Friends of Semantic Compositions

January 2009

Sun Mon Tue Wed Thu Fri Sat
        1 2 3
4 5 6 7 8 9 10
11 12 13 14 15 16 17
18 19 20 21 22 23 24
25 26 27 28 29 30 31

Site Statistics

Blog powered by Typepad

« What are 2^10 "real" Google hits called? | Main | Speaking carbonically »

May 25, 2004



*** SPAM *** inserted into the headers, and a spam threshold of 5.00 points, sounds very much like SpamAssassin.

SA is a weird hybrid of rule-based and Bayesian filtering, at least with the default settings intact (and it is highly configurable). It assigns scores based on regular expression matches, but also on a Bayesian estimation of the spam-icity of the mail. (A 99% spam likelihood scores 5.4 points, enough to mark the mail as spam in the abcense of other indicators.) It trains the filter automatically using messages that score especially high or low using the rules. You can also train it yourself if you like, Yahoo! may or may not be training its SA/SA-like filters on everyone's Junk folder.

I'm under the impression that statistical filters train on the headers of a mail as well as the body, so even an otherwise seemingly innocuous mail may be picked up without rules because it has suspicious "words" (hostnames, usually) in its headers. Email headers can be quite long -- mails that come through (legitimate) mailing lists for me often have headers that contain about three times as many characters as the body. So it is possible that even a purely statistical system may trap "normal looking" mails based on their headers. And besides, these messages probably resemble those annoying site stat mails from the internetseer people, which I absolutely did not sign up for and nevertheless receive regularly, pretty closely. Innocent site stats are spammier than they appear :)


However, I also have a sitemeter account which also sends emails to me collected via my yahoo address, and it always gets through as non-spam.

Maybe it is you.

Semantic Compositions

Could be Spam Assassin; for what it's worth, Yahoo claims that it's proprietary:

SpamGuard: This proprietary system is intended to radically reduce the amount of spam you receive in your inbox. SpamGuard is designed to direct most spam to your Bulk Mail folder, to help you better manage your mail.
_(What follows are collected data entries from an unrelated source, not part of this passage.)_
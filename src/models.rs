//! Frontend Models
//!
//! Data structures matching the backend wire format.

use serde::{Deserialize, Serialize};

/// Gallery image (matches backend)
#[derive(Debug, Clone, PartialEq, Serialize, Deserialize)]
pub struct Image {
    pub id: String,
    pub title: String,
    pub url: String,
    /// Absent on the wire until the image has been persisted
    #[serde(default)]
    pub saved: bool,
}

/// Search hit as returned by the search endpoint. It carries no title;
/// the submitted term becomes the title when the hit enters the gallery.
#[derive(Debug, Clone, PartialEq, Deserialize)]
pub struct FoundImage {
    pub id: String,
    pub url: String,
    #[serde(default)]
    pub saved: bool,
}

impl FoundImage {
    /// Promote a search hit to a gallery image titled with the term
    pub fn with_title(self, title: impl Into<String>) -> Image {
        Image {
            id: self.id,
            title: title.into(),
            url: self.url,
            saved: self.saved,
        }
    }
}

/// Response to a delete request
#[derive(Debug, Clone, PartialEq, Deserialize)]
pub struct DeleteResponse {
    #[serde(default)]
    pub deleted_id: Option<String>,
}

impl DeleteResponse {
    /// The server confirmed the deletion: `deleted_id` is present and non-empty
    pub fn confirmed(&self) -> bool {
        self.deleted_id.as_deref().is_some_and(|id| !id.is_empty())
    }
}

/// Response to a save request
#[derive(Debug, Clone, PartialEq, Deserialize)]
pub struct SaveResponse {
    #[serde(default)]
    pub inserted_id: Option<String>,
}

impl SaveResponse {
    /// The server confirmed the insert: `inserted_id` is present and non-empty
    pub fn confirmed(&self) -> bool {
        self.inserted_id.as_deref().is_some_and(|id| !id.is_empty())
    }
}

#[cfg(test)]
mod tests {
    use super::*;

    #[test]
    fn image_without_saved_field_is_unsaved() {
        let image: Image =
            serde_json::from_str(r#"{"id":"1","title":"cat","url":"http://img/1"}"#).unwrap();
        assert!(!image.saved);
    }

    #[test]
    fn image_round_trips_saved_flag() {
        let image: Image = serde_json::from_str(
            r#"{"id":"1","title":"cat","url":"http://img/1","saved":true}"#,
        )
        .unwrap();
        assert!(image.saved);
    }

    #[test]
    fn null_image_list_means_empty_gallery() {
        let images: Option<Vec<Image>> = serde_json::from_str("null").unwrap();
        assert_eq!(images.unwrap_or_default(), Vec::new());
    }

    #[test]
    fn found_image_takes_term_as_title() {
        let found: FoundImage =
            serde_json::from_str(r#"{"id":"7","url":"http://img/7"}"#).unwrap();
        let image = found.with_title("black cat");
        assert_eq!(image.title, "black cat");
        assert_eq!(image.id, "7");
        assert!(!image.saved);
    }

    #[test]
    fn delete_confirmation_requires_non_empty_id() {
        let missing: DeleteResponse = serde_json::from_str("{}").unwrap();
        assert!(!missing.confirmed());

        let empty: DeleteResponse = serde_json::from_str(r#"{"deleted_id":""}"#).unwrap();
        assert!(!empty.confirmed());

        let confirmed: DeleteResponse =
            serde_json::from_str(r#"{"deleted_id":"abc"}"#).unwrap();
        assert!(confirmed.confirmed());
    }

    #[test]
    fn save_confirmation_requires_non_empty_id() {
        let missing: SaveResponse = serde_json::from_str("{}").unwrap();
        assert!(!missing.confirmed());

        let empty: SaveResponse = serde_json::from_str(r#"{"inserted_id":""}"#).unwrap();
        assert!(!empty.confirmed());

        let confirmed: SaveResponse =
            serde_json::from_str(r#"{"inserted_id":"abc"}"#).unwrap();
        assert!(confirmed.confirmed());
    }
}
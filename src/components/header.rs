//! Header Component
//!
//! Top banner with the application title.

use leptos::prelude::*;

/// Application header
#[component]
pub fn Header(#[prop(into)] title: String) -> impl IntoView {
    view! {
        <header class="app-header">
            <h1 class="app-title">{title}</h1>
        </header>
    }
}
//! Images Gallery Frontend Entry Point

mod app;
mod commands;
mod components;
mod context;
mod gallery;
mod models;
mod store;

use app::App;
use leptos::prelude::*;

fn main() {
    console_error_panic_hook::set_once();
    mount_to_body(App);
}
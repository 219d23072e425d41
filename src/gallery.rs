//! Gallery Reconciliation
//!
//! Pure snapshot functions over the image sequence. Each one reads a
//! sequence and returns a new one; shared state is only rewritten after
//! the server has confirmed the outcome, so an unconfirmed response or a
//! failed request leaves the gallery exactly as it was.

use crate::models::{DeleteResponse, Image, SaveResponse};

/// Prepend a freshly searched image. New hits always go to the front and
/// are never merged with existing entries, so searching the same term
/// twice yields duplicates.
pub fn prepend_image(images: &[Image], image: Image) -> Vec<Image> {
    let mut next = Vec::with_capacity(images.len() + 1);
    next.push(image);
    next.extend_from_slice(images);
    next
}

/// Remove every record matching `id`, but only on a confirmed deletion.
/// An unconfirmed response returns the sequence unchanged.
pub fn reconcile_delete(images: &[Image], id: &str, response: &DeleteResponse) -> Vec<Image> {
    if !response.confirmed() {
        return images.to_vec();
    }
    images
        .iter()
        .filter(|image| image.id != id)
        .cloned()
        .collect()
}

/// Flag the record matching `id` as saved, but only on a confirmed
/// insert. All other records pass through untouched.
pub fn reconcile_save(images: &[Image], id: &str, response: &SaveResponse) -> Vec<Image> {
    if !response.confirmed() {
        return images.to_vec();
    }
    images
        .iter()
        .map(|image| {
            if image.id == id {
                Image {
                    saved: true,
                    ..image.clone()
                }
            } else {
                image.clone()
            }
        })
        .collect()
}

/// Saved-flagged copy of the record matching `id`, or `None` when no such
/// record exists. The sequence element itself stays unmutated until the
/// server confirms the insert.
pub fn flag_for_save(images: &[Image], id: &str) -> Option<Image> {
    images.iter().find(|image| image.id == id).map(|image| Image {
        saved: true,
        ..image.clone()
    })
}

#[cfg(test)]
mod tests {
    use super::*;

    fn make_image(id: &str, title: &str, saved: bool) -> Image {
        Image {
            id: id.to_string(),
            title: title.to_string(),
            url: format!("http://img/{}", id),
            saved,
        }
    }

    fn confirmed_delete(id: &str) -> DeleteResponse {
        DeleteResponse {
            deleted_id: Some(id.to_string()),
        }
    }

    fn confirmed_save(id: &str) -> SaveResponse {
        SaveResponse {
            inserted_id: Some(id.to_string()),
        }
    }

    #[test]
    fn search_hit_lands_at_the_front() {
        let images = vec![make_image("1", "cat", true), make_image("2", "dog", false)];

        let next = prepend_image(&images, make_image("3", "owl", false));

        assert_eq!(next.len(), 3);
        assert_eq!(next[0].id, "3");
        assert_eq!(next[0].title, "owl");
        // The rest is unchanged and unreordered.
        assert_eq!(&next[1..], &images[..]);
    }

    #[test]
    fn duplicate_terms_coexist() {
        let images = vec![make_image("7", "cat", false)];

        let next = prepend_image(&images, make_image("7", "cat", false));

        assert_eq!(next.len(), 2);
        assert_eq!(next[0].id, next[1].id);
    }

    #[test]
    fn confirmed_delete_removes_the_record() {
        let images = vec![make_image("1", "cat", false), make_image("2", "dog", false)];

        let next = reconcile_delete(&images, "1", &confirmed_delete("1"));

        assert_eq!(next, vec![make_image("2", "dog", false)]);
    }

    #[test]
    fn confirmed_delete_removes_all_duplicates() {
        let images = vec![
            make_image("1", "cat", false),
            make_image("2", "dog", false),
            make_image("1", "cat", false),
        ];

        let next = reconcile_delete(&images, "1", &confirmed_delete("1"));

        assert_eq!(next, vec![make_image("2", "dog", false)]);
    }

    #[test]
    fn unconfirmed_delete_changes_nothing() {
        let images = vec![make_image("1", "cat", false)];

        let missing = DeleteResponse { deleted_id: None };
        assert_eq!(reconcile_delete(&images, "1", &missing), images);

        let empty = DeleteResponse {
            deleted_id: Some(String::new()),
        };
        assert_eq!(reconcile_delete(&images, "1", &empty), images);
    }

    #[test]
    fn confirmed_delete_of_unknown_id_is_idempotent() {
        let images = vec![make_image("1", "cat", false)];

        let next = reconcile_delete(&images, "nope", &confirmed_delete("nope"));

        assert_eq!(next, images);
    }

    #[test]
    fn confirmed_save_flags_exactly_one_record() {
        let images = vec![make_image("1", "cat", false), make_image("2", "dog", false)];

        let next = reconcile_save(&images, "1", &confirmed_save("abc"));

        assert_eq!(
            next,
            vec![make_image("1", "cat", true), make_image("2", "dog", false)]
        );
    }

    #[test]
    fn unconfirmed_save_changes_nothing() {
        let images = vec![make_image("1", "cat", false)];

        let missing = SaveResponse { inserted_id: None };
        assert_eq!(reconcile_save(&images, "1", &missing), images);

        let empty = SaveResponse {
            inserted_id: Some(String::new()),
        };
        assert_eq!(reconcile_save(&images, "1", &empty), images);
    }

    #[test]
    fn save_confirmation_id_namespace_does_not_matter() {
        // The server may echo the record id or assign one from a different
        // namespace; either way the envelope id is only a confirmation
        // signal and is never merged into the record.
        let images = vec![make_image("1", "cat", false)];

        let echoed = reconcile_save(&images, "1", &confirmed_save("1"));
        let foreign = reconcile_save(&images, "1", &confirmed_save("abc"));

        assert_eq!(echoed, foreign);
        assert_eq!(echoed[0].id, "1");
        assert!(echoed[0].saved);
    }

    #[test]
    fn flag_for_save_returns_a_copy() {
        let images = vec![make_image("1", "cat", false)];

        let flagged = flag_for_save(&images, "1").unwrap();

        assert!(flagged.saved);
        assert_eq!(flagged.id, "1");
        // The original sequence element is untouched.
        assert!(!images[0].saved);
    }

    #[test]
    fn flag_for_save_misses_safely() {
        let images = vec![make_image("1", "cat", false)];

        assert_eq!(flag_for_save(&images, "2"), None);
        assert_eq!(flag_for_save(&[], "1"), None);
    }
}
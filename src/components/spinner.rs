//! Spinner Component
//!
//! Loading indicator shown until the initial load resolves.

use leptos::prelude::*;

/// Full-width loading indicator
#[component]
pub fn Spinner() -> impl IntoView {
    view! {
        <div class="spinner" role="status">
            <span class="spinner-label">"Loading..."</span>
        </div>
    }
}
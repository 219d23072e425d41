//! REST Command Bindings
//!
//! Frontend bindings to the gallery backend, organized by resource. The
//! shared fetch plumbing lives here; every command resolves to
//! `Result<T, String>` and leaves error handling to the call site.

mod images;

use percent_encoding::{utf8_percent_encode, NON_ALPHANUMERIC};
use wasm_bindgen::{JsCast, JsValue};
use wasm_bindgen_futures::JsFuture;
use web_sys::{Request, RequestInit, Response};

pub use images::*;

/// Fallback when no backend URL is baked in at build time
const DEFAULT_API_URL: &str = "http://127.0.0.1:5050";

/// Backend base URL, fixed at build time via `GALLERY_API_URL`
fn api_url() -> &'static str {
    option_env!("GALLERY_API_URL").unwrap_or(DEFAULT_API_URL)
}

fn images_url() -> String {
    format!("{}/images", api_url())
}

fn image_url(id: &str) -> String {
    format!("{}/images/{}", api_url(), id)
}

fn new_image_url(term: &str) -> String {
    format!("{}/new-image?query={}", api_url(), search_query(term))
}

/// Percent-encode a search term for use as a query value
fn search_query(term: &str) -> String {
    utf8_percent_encode(term, NON_ALPHANUMERIC).to_string()
}

fn js_error(err: JsValue) -> String {
    err.as_string().unwrap_or_else(|| format!("{:?}", err))
}

/// Run a request against the backend and hand back the decoded JSON body
async fn fetch_json(request: Request) -> Result<JsValue, String> {
    let window = web_sys::window().ok_or_else(|| "no window".to_string())?;
    let response = JsFuture::from(window.fetch_with_request(&request))
        .await
        .map_err(js_error)?;
    let response: Response = response
        .dyn_into()
        .map_err(|_| "unexpected fetch result".to_string())?;
    if !response.ok() {
        return Err(format!(
            "HTTP {} {}",
            response.status(),
            response.status_text()
        ));
    }
    let body: js_sys::Promise = response.json().map_err(js_error)?;
    JsFuture::from(body).await.map_err(js_error)
}

async fn get_json(url: &str) -> Result<JsValue, String> {
    let opts = RequestInit::new();
    opts.set_method("GET");
    let request = Request::new_with_str_and_init(url, &opts).map_err(js_error)?;
    fetch_json(request).await
}

#[cfg(test)]
mod tests {
    use super::*;

    #[test]
    fn search_terms_are_percent_encoded() {
        assert_eq!(search_query("cat"), "cat");
        assert_eq!(search_query("black cat"), "black%20cat");
        assert_eq!(search_query("c&t?"), "c%26t%3F");
    }

    #[test]
    fn endpoint_urls_follow_the_api_shape() {
        assert!(images_url().ends_with("/images"));
        assert!(image_url("abc").ends_with("/images/abc"));
        assert!(new_image_url("black cat").ends_with("/new-image?query=black%20cat"));
    }
}
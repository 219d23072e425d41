//! Notification Bar Component
//!
//! Renders the transient failure notices queued on the app context.

use leptos::prelude::*;

use crate::context::AppContext;

/// Stack of auto-dismissing failure notices
#[component]
pub fn NotificationBar() -> impl IntoView {
    let ctx = use_context::<AppContext>().expect("AppContext should be provided");

    view! {
        <div class="notification-bar">
            <For
                each=move || ctx.notices.get()
                key=|notice| notice.id
                children=move |notice| {
                    let id = notice.id;
                    view! {
                        <div class="notice">
                            <span class="notice-message">{notice.message.clone()}</span>
                            <button class="notice-dismiss" on:click=move |_| ctx.dismiss(id)>
                                "×"
                            </button>
                        </div>
                    }
                }
            />
        </div>
    }
}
If it walks like a duck, and talks like a duck, though...

Sadly, without paying (and for the volume of mail I get at the official SC address, it's not worth paying) there are no filter settings for me to play with. I understand that it would be somewhat more configurable if I shelled out for it, but that's not likely to happen soon.

I'm not at all prepared to rule out the possibility that it could just be me. It would hardly be the first time I've been so lucky.


My Yahoo account wavers in what it decides is spam and what isn't. This week it has decided that my Salon newsletters should be spam, but then it goes for months where it allows them into the regular inbox before spamming them again. It also occasionally puts emails from my old college roommate in the spam folder, for absolutely no reason at all. Maybe it just wants attention.

buy valtrex

What is the number of addresses that you can send a newsletter to without yahoo's spam filter stopping them?
I'm trying to email my high school newsletter to a select group of people. I set of groups of 25 and they are blocked, how low do I have to go per group?

dunk shoes

Very pleased to see a blog post, including the thoughtful and perceptive comments on set. To keep the great work!
Not everyone can provide the appropriate flow of information, thanks.

The comments to this entry are closed.